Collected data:
· · ·

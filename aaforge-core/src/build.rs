//! The in-memory character build and its derived views.
//!
//! A [`Build`] holds one planning session: character identity, the set of
//! selected cross-class abilities, and equipped items. Mutations are total
//! functions; out-of-range input is clamped or dropped rather than
//! rejected, so the UI thread never has to handle a mutation error.

use std::collections::BTreeMap;

use serde::{Deserialize, Serialize};

use crate::constants::{DEFAULT_LEVEL, GameClass, MAX_LEVEL, Race, Slot, Tier};
use crate::data::{Ability, Item, StatBlock};

pub const DEFAULT_BUILD_NAME: &str = "New Build";

/// One selected ability with the rank invested in it.
#[derive(Debug, Clone, PartialEq, Eq, Serialize, Deserialize)]
pub struct SelectedAbility {
    pub ranks: u32,
    pub ability: Ability,
}

/// Credit counters broken down by tier.
#[derive(Debug, Clone, Copy, PartialEq, Eq, Default, Serialize, Deserialize)]
pub struct TierTotals {
    pub greater: u32,
    pub exalted: u32,
    pub ascendant: u32,
}

impl TierTotals {
    pub fn add(&mut self, tier: Tier, credits: u32) {
        match tier {
            Tier::Greater => self.greater += credits,
            Tier::Exalted => self.exalted += credits,
            Tier::Ascendant => self.ascendant += credits,
        }
    }

    #[must_use]
    pub const fn get(self, tier: Tier) -> u32 {
        match tier {
            Tier::Greater => self.greater,
            Tier::Exalted => self.exalted,
            Tier::Ascendant => self.ascendant,
        }
    }

    #[must_use]
    pub const fn total(self) -> u32 {
        self.greater + self.exalted + self.ascendant
    }

    /// Platinum needed to buy these credits at the per-tier exchange rate.
    #[must_use]
    pub fn plat_cost(self) -> u64 {
        Tier::ALL
            .iter()
            .map(|t| u64::from(self.get(*t)) * u64::from(t.plat_per_credit()))
            .sum()
    }
}

/// One character build under construction.
#[derive(Debug, Clone, PartialEq, Eq, Serialize, Deserialize)]
pub struct Build {
    pub name: String,
    race: Option<Race>,
    class: Option<GameClass>,
    level: u8,
    selected: BTreeMap<u32, SelectedAbility>,
    equipment: BTreeMap<Slot, Item>,
}

impl Default for Build {
    fn default() -> Self {
        Self {
            name: DEFAULT_BUILD_NAME.to_string(),
            race: None,
            class: None,
            level: DEFAULT_LEVEL,
            selected: BTreeMap::new(),
            equipment: BTreeMap::new(),
        }
    }
}

impl Build {
    #[must_use]
    pub fn new() -> Self {
        Self::default()
    }

    /// Replace this build with a fresh empty one.
    pub fn reset(&mut self) {
        *self = Self::default();
    }

    // --- character identity ---

    pub fn set_name(&mut self, name: impl Into<String>) {
        self.name = name.into();
    }

    #[must_use]
    pub const fn level(&self) -> u8 {
        self.level
    }

    /// Clamps into `[1, MAX_LEVEL]`.
    pub const fn set_level(&mut self, level: u8) {
        self.level = if level == 0 {
            1
        } else if level > MAX_LEVEL {
            MAX_LEVEL
        } else {
            level
        };
    }

    #[must_use]
    pub const fn race(&self) -> Option<Race> {
        self.race
    }

    #[must_use]
    pub const fn class(&self) -> Option<GameClass> {
        self.class
    }

    /// Set the race. If the current class is not playable by the new race,
    /// the class is cleared so the pair stays compatible.
    pub fn set_race(&mut self, race: Option<Race>) {
        self.race = race;
        if let (Some(r), Some(c)) = (self.race, self.class) {
            if !r.allows(c) {
                self.class = None;
            }
        }
    }

    /// Set the class. If the current race cannot play the new class, the
    /// race is cleared so the pair stays compatible.
    pub fn set_class(&mut self, class: Option<GameClass>) {
        self.class = class;
        if let (Some(r), Some(c)) = (self.race, self.class) {
            if !r.allows(c) {
                self.race = None;
            }
        }
    }

    // --- ability selection ---

    #[must_use]
    pub const fn selected_abilities(&self) -> &BTreeMap<u32, SelectedAbility> {
        &self.selected
    }

    #[must_use]
    pub fn ability_rank(&self, universal_id: u32) -> Option<u32> {
        self.selected.get(&universal_id).map(|s| s.ranks)
    }

    /// Cycle an ability through its selection states.
    ///
    /// Unselected abilities become selected at rank 1. When `max_rank` is
    /// given and the current rank is below it, the rank increments by one;
    /// otherwise the selection is removed. Without `max_rank` the ability
    /// simply alternates between rank 1 and unselected.
    pub fn toggle_ability(&mut self, ability: &Ability, max_rank: Option<u32>) {
        let id = ability.universal_id;
        match self.selected.get_mut(&id) {
            None => {
                self.selected.insert(
                    id,
                    SelectedAbility {
                        ranks: 1,
                        ability: ability.clone(),
                    },
                );
            }
            Some(entry) if max_rank.is_some_and(|max| entry.ranks < max) => {
                entry.ranks += 1;
            }
            Some(_) => {
                self.selected.remove(&id);
            }
        }
    }

    /// Set the invested rank directly. Zero or negative removes the
    /// selection; anything above `totalRanks` is clamped to it.
    pub fn set_ability_rank(&mut self, ability: &Ability, rank: i32) {
        let id = ability.universal_id;
        if rank <= 0 {
            self.selected.remove(&id);
            return;
        }
        let ranks = (rank as u32).min(ability.total_ranks.max(1));
        self.selected.insert(
            id,
            SelectedAbility {
                ranks,
                ability: ability.clone(),
            },
        );
    }

    pub fn remove_ability(&mut self, universal_id: u32) {
        self.selected.remove(&universal_id);
    }

    pub fn clear_abilities(&mut self) {
        self.selected.clear();
    }

    // --- equipment ---

    #[must_use]
    pub fn equipped(&self, slot: Slot) -> Option<&Item> {
        self.equipment.get(&slot)
    }

    /// All slots that currently hold an item.
    pub fn equipment(&self) -> impl Iterator<Item = (Slot, &Item)> {
        self.equipment.iter().map(|(slot, item)| (*slot, item))
    }

    pub fn equip(&mut self, slot: Slot, item: Item) {
        self.equipment.insert(slot, item);
    }

    pub fn unequip(&mut self, slot: Slot) {
        self.equipment.remove(&slot);
    }

    pub fn clear_equipment(&mut self) {
        self.equipment.clear();
    }

    // --- derived views ---

    /// Credits owed per originating class, fanned out across every class in
    /// each selected ability's native list.
    #[must_use]
    pub fn credit_costs_by_class(&self) -> BTreeMap<String, TierTotals> {
        let mut costs: BTreeMap<String, TierTotals> = BTreeMap::new();
        for entry in self.selected.values() {
            for class_name in &entry.ability.original_class_names {
                costs
                    .entry(class_name.clone())
                    .or_default()
                    .add(entry.ability.tier, entry.ranks);
            }
        }
        costs
    }

    /// Credits per tier. Each selection contributes once, regardless of how
    /// many classes it fans out to in [`Self::credit_costs_by_class`].
    #[must_use]
    pub fn total_credits_by_tier(&self) -> TierTotals {
        let mut totals = TierTotals::default();
        for entry in self.selected.values() {
            totals.add(entry.ability.tier, entry.ranks);
        }
        totals
    }

    /// Elementwise sum of all equipped items' stat contributions.
    #[must_use]
    pub fn equipment_stats(&self) -> StatBlock {
        let mut sum = StatBlock::default();
        for item in self.equipment.values() {
            sum.add(&item.stats);
        }
        sum
    }
}

#[cfg(test)]
mod tests {
    use super::*;
    use crate::constants::StatId;
    use crate::data::AbilityCatalog;

    fn ability(id: u32, name: &str, tier: Tier, total_ranks: u32, classes: &[&str]) -> Ability {
        let json = serde_json::json!({
            "universalId": id,
            "name": name,
            "tier": tier.rank(),
            "totalRanks": total_ranks,
            "totalCost": 3,
            "originalClassNames": classes,
        });
        serde_json::from_value(json).unwrap()
    }

    fn item(id: i64, name: &str, stats: serde_json::Value) -> Item {
        let mut value = serde_json::json!({ "id": id, "name": name });
        value
            .as_object_mut()
            .unwrap()
            .extend(stats.as_object().unwrap().clone());
        serde_json::from_value(value).unwrap()
    }

    #[test]
    fn toggle_without_max_rank_alternates() {
        let mut build = Build::new();
        let mend = ability(1, "Improved Mend", Tier::Greater, 3, &["Monk"]);

        for _ in 0..3 {
            build.toggle_ability(&mend, None);
            assert_eq!(build.ability_rank(1), Some(1));
            build.toggle_ability(&mend, None);
            assert_eq!(build.ability_rank(1), None);
        }
    }

    #[test]
    fn toggle_with_max_rank_cycles_through_ranks() {
        let mut build = Build::new();
        let fury = ability(2, "Fury", Tier::Exalted, 3, &["Warrior"]);

        build.toggle_ability(&fury, Some(3));
        assert_eq!(build.ability_rank(2), Some(1));
        build.toggle_ability(&fury, Some(3));
        assert_eq!(build.ability_rank(2), Some(2));
        build.toggle_ability(&fury, Some(3));
        assert_eq!(build.ability_rank(2), Some(3));
        build.toggle_ability(&fury, Some(3));
        assert_eq!(build.ability_rank(2), None);
    }

    #[test]
    fn set_rank_clamps_and_removes() {
        let mut build = Build::new();
        let fury = ability(2, "Fury", Tier::Exalted, 3, &["Warrior"]);

        build.set_ability_rank(&fury, 99);
        assert_eq!(build.ability_rank(2), Some(3));
        build.set_ability_rank(&fury, 2);
        assert_eq!(build.ability_rank(2), Some(2));
        build.set_ability_rank(&fury, 0);
        assert_eq!(build.ability_rank(2), None);
        build.set_ability_rank(&fury, -5);
        assert_eq!(build.ability_rank(2), None);
    }

    #[test]
    fn tier_totals_count_each_selection_once() {
        let mut build = Build::new();
        let a = ability(10, "A", Tier::Greater, 5, &["Cleric", "Druid", "Shaman"]);
        let b = ability(11, "B", Tier::Ascendant, 1, &["Wizard"]);

        build.set_ability_rank(&a, 2);
        build.set_ability_rank(&b, 1);

        let totals = build.total_credits_by_tier();
        assert_eq!(totals.greater, 2);
        assert_eq!(totals.exalted, 0);
        assert_eq!(totals.ascendant, 1);
        assert_eq!(totals.total(), 3);
        assert_eq!(totals.plat_cost(), 2 * 100 + 500);
    }

    #[test]
    fn class_costs_fan_out_to_every_native_class() {
        let mut build = Build::new();
        let heal = ability(20, "Heal", Tier::Ascendant, 3, &["Cleric", "Druid"]);
        build.set_ability_rank(&heal, 3);

        let costs = build.credit_costs_by_class();
        assert_eq!(costs.len(), 2);
        assert_eq!(costs["Cleric"].ascendant, 3);
        assert_eq!(costs["Druid"].ascendant, 3);
        assert_eq!(costs["Cleric"].greater, 0);
    }

    #[test]
    fn equipment_stats_are_reversible() {
        let mut build = Build::new();
        let ring = item(100, "Gold Ring", serde_json::json!({ "awis": 5, "mana": 20 }));
        let helm = item(101, "Iron Helm", serde_json::json!({ "ac": 12, "hp": 30 }));

        build.equip(Slot::Ring1, ring);
        let before = build.equipment_stats();
        build.equip(Slot::Head, helm);
        assert_eq!(build.equipment_stats().get(StatId::Ac), 12);
        assert_eq!(build.equipment_stats().get(StatId::Wis), 5);

        build.unequip(Slot::Head);
        assert_eq!(build.equipment_stats(), before);

        build.unequip(Slot::Ring1);
        assert!(build.equipment_stats().is_zero());
    }

    #[test]
    fn replacing_a_slot_swaps_items() {
        let mut build = Build::new();
        build.equip(Slot::Primary, item(1, "Club", serde_json::json!({ "damage": 5 })));
        build.equip(Slot::Primary, item(2, "Sword", serde_json::json!({ "damage": 9 })));
        assert_eq!(build.equipped(Slot::Primary).unwrap().name, "Sword");
        assert_eq!(build.equipment_stats().get(StatId::Damage), 9);

        build.clear_equipment();
        assert!(build.equipped(Slot::Primary).is_none());
        assert!(build.equipment_stats().is_zero());
    }

    #[test]
    fn race_and_class_stay_compatible() {
        let mut build = Build::new();
        build.set_race(Some(Race::Barbarian));
        build.set_class(Some(GameClass::Shaman));
        assert_eq!(build.race(), Some(Race::Barbarian));
        assert_eq!(build.class(), Some(GameClass::Shaman));

        // Barbarians cannot be Paladins; the race gives way.
        build.set_class(Some(GameClass::Paladin));
        assert_eq!(build.class(), Some(GameClass::Paladin));
        assert_eq!(build.race(), None);

        build.set_race(Some(Race::HighElf));
        assert_eq!(build.race(), Some(Race::HighElf));
        assert_eq!(build.class(), Some(GameClass::Paladin));

        // High Elves cannot be Monks; the class gives way.
        build.set_race(Some(Race::Human));
        build.set_class(Some(GameClass::Monk));
        build.set_race(Some(Race::HighElf));
        assert_eq!(build.class(), None);
    }

    #[test]
    fn set_level_clamps() {
        let mut build = Build::new();
        assert_eq!(build.level(), 60);
        build.set_level(0);
        assert_eq!(build.level(), 1);
        build.set_level(200);
        assert_eq!(build.level(), 60);
        build.set_level(42);
        assert_eq!(build.level(), 42);
    }

    #[test]
    fn reset_restores_defaults() {
        let mut build = Build::new();
        build.set_name("Raid Cleric");
        build.set_race(Some(Race::Human));
        build.set_ability_rank(&ability(1, "A", Tier::Greater, 1, &["Cleric"]), 1);
        build.equip(Slot::Head, item(5, "Cap", serde_json::json!({})));

        build.reset();
        assert_eq!(build.name, DEFAULT_BUILD_NAME);
        assert_eq!(build.race(), None);
        assert!(build.selected_abilities().is_empty());
        assert!(build.equipment().next().is_none());
    }

    #[test]
    fn catalog_lookup_feeds_selection() {
        let catalog = AbilityCatalog::from_abilities(vec![
            ability(1, "A", Tier::Greater, 2, &["Monk"]),
            ability(2, "B", Tier::Exalted, 1, &["Bard"]),
        ]);
        let mut build = Build::new();
        if let Some(a) = catalog.by_id(1) {
            build.toggle_ability(a, Some(a.total_ranks));
        }
        assert_eq!(build.ability_rank(1), Some(1));
        assert!(catalog.by_id(99).is_none());
    }
}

· · ·

Up to and including the line with "dropped rather than", repeat the data exactly, starting from its first line; nothing else belongs in the response.

filename aaforge-core/src/build.rs
//! The in-memory character build and its derived views.
//!
//! A [`Build`] holds one planning session: character identity, the set of
//! selected cross-class abilities, and equipped items. Mutations are total
//! functions; out-of-range input is clamped or dropped rather than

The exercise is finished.